I guess this is a side effect, but I doubt it is the reason.

[–] AbouBenAdhem@lemmy.world 9 points 5 hours ago* (last edited 4 hours ago)

It’s an emergent phenomenon—institutions will naturally behave in ways that increase their power, without that necessarily being the conscious intention of any given member.

[–] zxqwas@lemmy.world 31 points 7 hours ago* (last edited 7 hours ago)
  1. Because you can see his previous work and determine if you think he is suitable for the job.

  2. If you make a bad pick he will see himself out soon enough anyway.

Pun intended.

[–] FriendOfDeSoto@startrek.website 22 points 7 hours ago

Technically, they don't have to be. They could elect a venerable whippersnapper cardinal - Dan Brown wrote a book about that. And that tells you how likely that is if he wrote the story. But it is possible.

It would be rare because it takes seniority to get into the position. And politics to be well liked enough to be put forward and then elected. By mostly old people. Some of whom would like the job themselves.

[–] schnurrito@discuss.tchncs.de 20 points 7 hours ago

They serve for life (or until resignation), so if someone relatively young is elected pope, the same person will be pope for many decades. The cardinals don't typically want that to happen, so they'll tend to want to elect someone who is probably going to die soon.

[–] bluGill@fedia.io 11 points 6 hours ago

What do you call old? John Paul II was 58 (? - I can't find the exact dates he took power so I might be off by a year depending on birthday) which is relatively young. He then remained in power for 27 years (again because I can't find exact days I might be off by a year). Which as others have pointed out is a problem: that was 27 years where anyone (read cardinal) who didn't like the current direction had no ability to do anything. IIRC the previous popes before him only served a few years and so there was concern that they hadn't served long enough to be useful leaders and at the time someone who would be around longer was desired.

Of course if you are 20 58 seems really old. However when you get older it no longer seems old. With average lifespans of about 80, at 60 you still have 20 more years. OTOH, starting about 65 deaths from natural causes start taking off (younger than that death is nearly always an accident) . How do you want to define old?

[–] HubertManne@piefed.social 6 points 6 hours ago (1 children)
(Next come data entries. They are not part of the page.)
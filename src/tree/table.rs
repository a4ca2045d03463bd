//! Table Submodule (of Tree)
//!
//! Reads and writes trees in the tabular exchange schema, one row per node:
//! `x, y, isleaf, child, parent, col`. Tables exported from dendrogram
//! tooling name the leaf and child columns `leaf` and `label`; both spellings
//! are accepted.
//!
//! Sanitization on import, before the tree is validated:
//! missing `isleaf` is false, leaf heights are forced to 0, missing colours
//! become `#000000`, missing parents become the root sentinel, and rows are
//! sorted by `(y, x)`. `NA` counts as missing.
//!
use std::fs::File;
use std::io;
use std::io::BufReader;
use std::io::BufWriter;
use std::path::Path;

use log::info;
use serde::Deserialize;
use thiserror::Error;

use crate::tree::Edge;
use crate::tree::TreeError;
use crate::tree::TreeModel;
use crate::tree::DEFAULT_COLOR;
use crate::tree::ROOT_SENTINEL;

#[derive(Error, Debug)]
pub enum TableError {
    #[error("could not access table: {0}")]
    Io(#[from] io::Error),
    #[error("invalid table: {0}")]
    Csv(#[from] csv::Error),
    #[error("row {row}: missing value in column {column}")]
    MissingValue { row: usize, column: &'static str },
    #[error(transparent)]
    Tree(#[from] TreeError),
}

/// A row as found in the file, before sanitization
#[derive(Debug, Deserialize)]
struct RawRow {
    #[serde(default, deserialize_with = "csv::invalid_option")]
    x: Option<f64>,
    #[serde(default, deserialize_with = "csv::invalid_option")]
    y: Option<f64>,
    #[serde(default, alias = "leaf")]
    isleaf: Option<String>,
    #[serde(alias = "label")]
    child: String,
    #[serde(default)]
    parent: Option<String>,
    #[serde(default)]
    col: Option<String>,
}

// --------------------------- PUBLIC
/// Reads a tree table from any reader; see the module docs for sanitization.
pub fn read_table<R: io::Read>(reader: R) -> Result<TreeModel, TableError> {
    let mut rdr = csv::ReaderBuilder::new()
        .trim(csv::Trim::All)
        .from_reader(reader);
    let mut edges = vec![];
    for (i, result) in rdr.deserialize::<RawRow>().enumerate() {
        //1-based, header excluded
        edges.push(result?.into_edge(i + 1)?);
    }
    edges.sort_by(|a, b| a.y.total_cmp(&b.y).then(a.x.total_cmp(&b.x)));
    info!("read {} tree rows", edges.len());
    Ok(TreeModel::new(edges)?)
}
pub fn read_table_file<P: AsRef<Path>>(path: P) -> Result<TreeModel, TableError> {
    let file = File::open(path)?;
    read_table(BufReader::new(file))
}
/// Writes the rows of `tree` in their current order.
pub fn write_table<W: io::Write>(tree: &TreeModel, writer: W) -> Result<(), TableError> {
    let mut wtr = csv::Writer::from_writer(writer);
    for edge in tree.edges() {
        wtr.serialize(edge)?;
    }
    wtr.flush()?;
    info!("wrote {} tree rows", tree.len());
    Ok(())
}
pub fn write_table_file<P: AsRef<Path>>(tree: &TreeModel, path: P) -> Result<(), TableError> {
    let file = File::create(path)?;
    write_table(tree, BufWriter::new(file))
}

// --------------------------- helpers
impl RawRow {
    fn into_edge(self, row: usize) -> Result<Edge, TableError> {
        let isleaf = self.isleaf.as_deref().is_some_and(parse_flag);
        let x = self.x.ok_or(TableError::MissingValue { row, column: "x" })?;
        let y = if isleaf {
            0.0
        } else {
            self.y.ok_or(TableError::MissingValue { row, column: "y" })?
        };
        Ok(Edge {
            x,
            y,
            isleaf,
            child: self.child,
            parent: present(self.parent).unwrap_or_else(|| ROOT_SENTINEL.to_owned()),
            color: present(self.col).unwrap_or_else(|| DEFAULT_COLOR.to_owned()),
        })
    }
}
fn present(value: Option<String>) -> Option<String> {
    value.filter(|v| !is_missing(v))
}
fn is_missing(value: &str) -> bool {
    let value = value.trim();
    value.is_empty() || value.eq_ignore_ascii_case("na") || value.eq_ignore_ascii_case("nan")
}
fn parse_flag(value: &str) -> bool {
    matches!(
        value.trim().to_ascii_lowercase().as_str(),
        "true" | "t" | "1" | "yes"
    )
}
Im not sure if its exactly a requirement but priests have to have a degree and usually an advanced degree. Granted many get it in divinity but they also have to do seminary which can't start until age 25 and it is at least 5 years. So priests basically start out at age 30 and technically a pope could make one a cardinal right away in practice the average age of a cardinal is like 70. Popes can be drawn from anyone but are usually biships. Bishop are required to have a doctorate in divinity and be over age 35. They are also expected to be known for all sorts of good qualities. So figure to be known enough you can add 10 years being a biship. So for all practical purposes its very doubtful someone would be name pope before age 50 and they have usually been 60's or 70's.

[–] OfCourseNot@fedia.io 6 points 6 hours ago (1 children)

While you are right on everything said there's only three requirements to be pope: having a penis, being baptized in the Catholic Church, and having being ordered a bishop. The last too can be done real quick in a pinch so the only hard pre-requisite is having your junk hanging down there, no need to be a priest even.

[–] HubertManne@piefed.social 2 points 5 hours ago

yeah technically, but as I said they are usually bishops and actually usually cardinals actually which has a average age in the 70's. So technically it could be younger but realistically it will not.

Gotta make sure they've had time to put together enough blackmail material on a candidate first. That way if he (c'mon, like it'll be anything other than a "he" within our lifetimes) turns out to be too much of a reformer, they can shut that shit down.

[–] VinesNFluff@pawb.social -1 points 7 hours ago (1 children)

Because Gerontocracy is the true law of the land, and is older than both capitalism and feudalism.